# PROVIDED RECORDS
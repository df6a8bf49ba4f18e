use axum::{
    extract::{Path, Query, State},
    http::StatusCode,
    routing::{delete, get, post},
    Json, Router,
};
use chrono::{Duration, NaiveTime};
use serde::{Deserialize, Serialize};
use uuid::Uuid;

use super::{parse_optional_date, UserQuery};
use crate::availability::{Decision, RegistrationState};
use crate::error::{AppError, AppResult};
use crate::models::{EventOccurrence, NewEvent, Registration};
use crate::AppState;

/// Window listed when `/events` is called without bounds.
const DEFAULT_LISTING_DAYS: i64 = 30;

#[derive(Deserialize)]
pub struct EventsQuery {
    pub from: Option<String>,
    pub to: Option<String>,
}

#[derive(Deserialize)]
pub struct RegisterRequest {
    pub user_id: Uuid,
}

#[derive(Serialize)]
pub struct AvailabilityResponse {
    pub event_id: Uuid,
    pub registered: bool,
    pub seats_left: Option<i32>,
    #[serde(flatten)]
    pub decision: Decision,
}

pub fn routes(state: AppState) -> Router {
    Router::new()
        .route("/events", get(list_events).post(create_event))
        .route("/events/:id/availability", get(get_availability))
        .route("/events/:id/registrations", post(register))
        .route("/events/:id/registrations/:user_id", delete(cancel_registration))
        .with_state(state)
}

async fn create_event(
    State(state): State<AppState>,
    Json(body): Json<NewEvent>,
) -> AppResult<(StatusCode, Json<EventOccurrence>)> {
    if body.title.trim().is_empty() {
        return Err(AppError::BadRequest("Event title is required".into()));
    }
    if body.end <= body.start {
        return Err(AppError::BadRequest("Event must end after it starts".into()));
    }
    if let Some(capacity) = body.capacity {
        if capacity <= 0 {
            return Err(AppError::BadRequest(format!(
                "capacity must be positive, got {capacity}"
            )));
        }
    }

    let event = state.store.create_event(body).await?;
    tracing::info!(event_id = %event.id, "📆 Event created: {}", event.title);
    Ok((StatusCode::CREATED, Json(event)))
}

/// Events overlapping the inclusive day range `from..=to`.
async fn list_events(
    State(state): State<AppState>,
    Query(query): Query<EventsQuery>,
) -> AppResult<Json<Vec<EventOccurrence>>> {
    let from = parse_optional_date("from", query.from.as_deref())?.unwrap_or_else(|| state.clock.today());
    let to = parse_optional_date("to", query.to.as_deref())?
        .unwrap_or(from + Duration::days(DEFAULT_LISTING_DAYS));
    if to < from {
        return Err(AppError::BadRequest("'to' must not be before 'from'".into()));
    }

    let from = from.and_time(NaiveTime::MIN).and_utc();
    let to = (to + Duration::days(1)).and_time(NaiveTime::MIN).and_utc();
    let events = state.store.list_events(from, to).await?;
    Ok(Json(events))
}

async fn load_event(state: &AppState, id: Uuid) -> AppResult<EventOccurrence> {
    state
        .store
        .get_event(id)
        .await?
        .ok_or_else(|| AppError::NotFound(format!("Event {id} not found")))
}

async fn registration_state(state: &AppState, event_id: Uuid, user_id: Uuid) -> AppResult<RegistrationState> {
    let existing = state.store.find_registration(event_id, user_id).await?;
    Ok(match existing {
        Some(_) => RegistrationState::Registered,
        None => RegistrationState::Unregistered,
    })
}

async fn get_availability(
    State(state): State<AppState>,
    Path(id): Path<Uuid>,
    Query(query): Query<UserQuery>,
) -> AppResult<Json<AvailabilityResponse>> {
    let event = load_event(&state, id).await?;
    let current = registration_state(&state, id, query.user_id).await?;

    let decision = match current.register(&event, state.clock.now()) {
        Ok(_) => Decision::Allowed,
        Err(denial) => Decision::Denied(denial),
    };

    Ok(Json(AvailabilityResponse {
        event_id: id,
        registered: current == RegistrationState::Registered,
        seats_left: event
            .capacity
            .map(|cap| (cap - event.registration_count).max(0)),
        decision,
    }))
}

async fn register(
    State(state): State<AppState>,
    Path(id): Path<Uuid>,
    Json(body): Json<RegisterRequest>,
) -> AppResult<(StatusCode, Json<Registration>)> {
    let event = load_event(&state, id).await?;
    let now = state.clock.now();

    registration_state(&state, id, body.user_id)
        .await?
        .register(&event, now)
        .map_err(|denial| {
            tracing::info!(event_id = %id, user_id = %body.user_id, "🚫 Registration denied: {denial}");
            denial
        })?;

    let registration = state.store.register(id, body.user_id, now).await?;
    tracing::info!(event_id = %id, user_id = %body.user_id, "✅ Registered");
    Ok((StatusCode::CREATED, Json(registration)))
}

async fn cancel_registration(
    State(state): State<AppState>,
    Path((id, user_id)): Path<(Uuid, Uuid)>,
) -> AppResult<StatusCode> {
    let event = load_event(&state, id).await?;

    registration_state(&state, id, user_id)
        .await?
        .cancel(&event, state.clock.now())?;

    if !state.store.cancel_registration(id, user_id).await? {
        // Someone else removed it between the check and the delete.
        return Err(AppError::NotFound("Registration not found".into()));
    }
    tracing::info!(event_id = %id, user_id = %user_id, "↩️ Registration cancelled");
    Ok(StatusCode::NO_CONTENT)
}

# TASK TO CARRY OUT
In the material above, transcribe exactly the lines beginning at the one with "pub fn routes(state: AppState)" and ending at the one with "let events = state.store.list_events(from, to).await?;", both included.

# COMPLETED TASK
pub fn routes(state: AppState) -> Router {
    Router::new()
        .route("/events", get(list_events).post(create_event))
        .route("/events/:id/availability", get(get_availability))
        .route("/events/:id/registrations", post(register))
        .route("/events/:id/registrations/:user_id", delete(cancel_registration))
        .with_state(state)
}

async fn create_event(
    State(state): State<AppState>,
    Json(body): Json<NewEvent>,
) -> AppResult<(StatusCode, Json<EventOccurrence>)> {
    if body.title.trim().is_empty() {
        return Err(AppError::BadRequest("Event title is required".into()));
    }
    if body.end <= body.start {
        return Err(AppError::BadRequest("Event must end after it starts".into()));
    }
    if let Some(capacity) = body.capacity {
        if capacity <= 0 {
            return Err(AppError::BadRequest(format!(
                "capacity must be positive, got {capacity}"
            )));
        }
    }

    let event = state.store.create_event(body).await?;
    tracing::info!(event_id = %event.id, "📆 Event created: {}", event.title);
    Ok((StatusCode::CREATED, Json(event)))
}

/// Events overlapping the inclusive day range `from..=to`.
async fn list_events(
    State(state): State<AppState>,
    Query(query): Query<EventsQuery>,
) -> AppResult<Json<Vec<EventOccurrence>>> {
    let from = parse_optional_date("from", query.from.as_deref())?.unwrap_or_else(|| state.clock.today());
    let to = parse_optional_date("to", query.to.as_deref())?
        .unwrap_or(from + Duration::days(DEFAULT_LISTING_DAYS));
    if to < from {
        return Err(AppError::BadRequest("'to' must not be before 'from'".into()));
    }

    let from = from.and_time(NaiveTime::MIN).and_utc();
    let to = (to + Duration::days(1)).and_time(NaiveTime::MIN).and_utc();
    let events = state.store.list_events(from, to).await?;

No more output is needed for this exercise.